There are so many elements to the fear stricken mother of a lost child – terror that they are not here with you, fear that something bad could happen to them, the vulnerability that you are not in control and their wellbeing is no longer in your hands. It touches on all the stuff that mums feel instinctively.
Seeing this mother today reminded me of the incredible love we have for our mini human beings. How raw it is. How unbridled that love can be. How it can strip us of all reason and reality and leave us achingly exposed for the love filled mess we really are. Despite the horror of the events, it was so refreshing to reflect and see that human emotion in such beauty. A mothers love is undeniably powerful and like no other. Seeing that mother today reminded me of why we are all so special. Why it is only us women who can fill the role of mother. Why the father has his special role we cannot fill, and still the role of mumma is one in itself.
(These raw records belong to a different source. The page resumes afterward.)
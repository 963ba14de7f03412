use config::{Config as ConfigBuilder, ConfigError, Environment, File};
use eatsoon_recipe::{RecommendOptions, Weights};
use serde::Deserialize;
use std::{env, path::PathBuf};
use validator::Validate;

#[derive(Debug, Deserialize, Clone, Default, Validate)]
pub struct Config {
    #[serde(default)]
    #[validate(nested)]
    pub recommendation: RecommendationConfig,
    #[serde(default)]
    pub observability: ObservabilityConfig,
    #[serde(default)]
    pub data: DataConfig,
}

#[derive(Debug, Deserialize, Clone, Validate)]
pub struct RecommendationConfig {
    #[serde(default = "default_top_k")]
    #[validate(range(min = 1, max = 500, message = "top_k must be between 1 and 500"))]
    pub top_k: usize,
    #[serde(default)]
    pub max_missing: Option<usize>,
    #[serde(default)]
    pub only_full_match: bool,
    #[serde(default = "default_min_expiring")]
    #[validate(range(min = 1, message = "min_expiring must be at least 1"))]
    pub min_expiring: usize,
    #[serde(default)]
    #[validate(nested)]
    pub weights: WeightsConfig,
}

impl Default for RecommendationConfig {
    fn default() -> Self {
        Self {
            top_k: default_top_k(),
            max_missing: None,
            only_full_match: false,
            min_expiring: default_min_expiring(),
            weights: WeightsConfig::default(),
        }
    }
}

impl RecommendationConfig {
    pub fn to_options(&self) -> RecommendOptions {
        RecommendOptions {
            top_k: self.top_k,
            max_missing: self.max_missing,
            only_full_match: self.only_full_match,
            min_expiring: self.min_expiring,
            weights: self.weights.to_weights(),
        }
    }
}

fn default_top_k() -> usize {
    20
}

fn default_min_expiring() -> usize {
    3
}

#[derive(Debug, Deserialize, Clone, Validate)]
pub struct WeightsConfig {
    #[serde(default = "default_urgency_weight")]
    #[validate(range(min = 0.0, message = "urgency weight must not be negative"))]
    pub urgency: f64,
    #[serde(default = "default_match_weight", rename = "match")]
    #[validate(range(min = 0.0, message = "match weight must not be negative"))]
    pub coverage: f64,
    #[serde(default = "default_missing_weight")]
    #[validate(range(min = 0.0, message = "missing weight must not be negative"))]
    pub missing: f64,
}

impl Default for WeightsConfig {
    fn default() -> Self {
        Self {
            urgency: default_urgency_weight(),
            coverage: default_match_weight(),
            missing: default_missing_weight(),
        }
    }
}

impl WeightsConfig {
    pub fn to_weights(&self) -> Weights {
        Weights {
            w_urgency: self.urgency,
            w_match: self.coverage,
            w_missing: self.missing,
        }
    }
}

fn default_urgency_weight() -> f64 {
    1.2
}

fn default_match_weight() -> f64 {
    2.0
}

fn default_missing_weight() -> f64 {
    1.0
}

#[derive(Debug, Deserialize, Clone)]
pub struct ObservabilityConfig {
    #[serde(default = "default_log_level")]
    pub log_level: String,
}

impl Default for ObservabilityConfig {
    fn default() -> Self {
        Self {
            log_level: default_log_level(),
        }
    }
}

fn default_log_level() -> String {
    "info".to_string()
}

/// Default snapshot locations, used when a command is given no path.
#[derive(Debug, Deserialize, Clone, Default)]
pub struct DataConfig {
    #[serde(default)]
    pub pantry_path: Option<PathBuf>,
    #[serde(default)]
    pub recipes_path: Option<PathBuf>,
}

impl Config {
    /// Load configuration from file and environment variables
    ///
    /// Priority (highest to lowest):
    /// 1. Environment variables (EATSOON__RECOMMENDATION__TOP_K, etc.)
    /// 2. Config file specified by path
    /// 3. Hardcoded defaults
    pub fn load(config_path: Option<String>) -> Result<Self, ConfigError> {
        let mut builder = ConfigBuilder::builder();

        builder = builder
            .set_default("recommendation.top_k", 20)?
            .set_default("recommendation.only_full_match", false)?
            .set_default("recommendation.min_expiring", 3)?
            .set_default("recommendation.weights.urgency", 1.2)?
            .set_default("recommendation.weights.match", 2.0)?
            .set_default("recommendation.weights.missing", 1.0)?
            .set_default("observability.log_level", "info")?;

        let config_file_path = config_path
            .or_else(|| env::var("CONFIG_PATH").ok())
            .unwrap_or_else(|| "config/default.toml".to_string());

        // Optional, ignored if not found
        if std::path::Path::new(&config_file_path).exists() {
            builder = builder.add_source(File::with_name(&config_file_path));
        }

        builder = builder.add_source(
            Environment::with_prefix("EATSOON")
                .separator("__")
                .try_parsing(true),
        );

        builder.build()?.try_deserialize()
    }
}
I did keep my eyes open for the little girl with leopard print shoes and was so comforted to see her in her mothers arms at a nearby café. Love resided in the embrace of those two beautiful beings. I know that mother will swear she will never take her off her child ever again, she will question how on earth she even got away in the first place and she will drag herself through the thorn ridden garden of mum guilt. It’s bound to happen. It’s the process she needs to go through - the reasoning, the guilt, then finally the forgiveness. But we all know, there was nothing she could have done better. She was already doing her best, it’s just a simple fact that its humanly impossible to never take your eyes of your kids. It’s also known that they don’t need much of an opening to make a beeline for whatever exciting object they spotted afar or feeling the breeze of an open space. That’s kids. I hope tonight this mumma is realising that it’s just mums too, it can happen to anyone, it doesn’t determine your worthiness and capabilities as a mum. She will probably feel sick to her stomach thinking about all the what ifs, but I’m hoping she can be kind to herself whilst she hugs her gorgeous little one safely in her arms.
Remind yourself every single human being makes mistakes, has moments when they feel so heavily responsible for their actions and you dear mumma, are just as human as the rest of us. Hold your little ones close tonight and remember you’re already being a mum in the very best way you know how.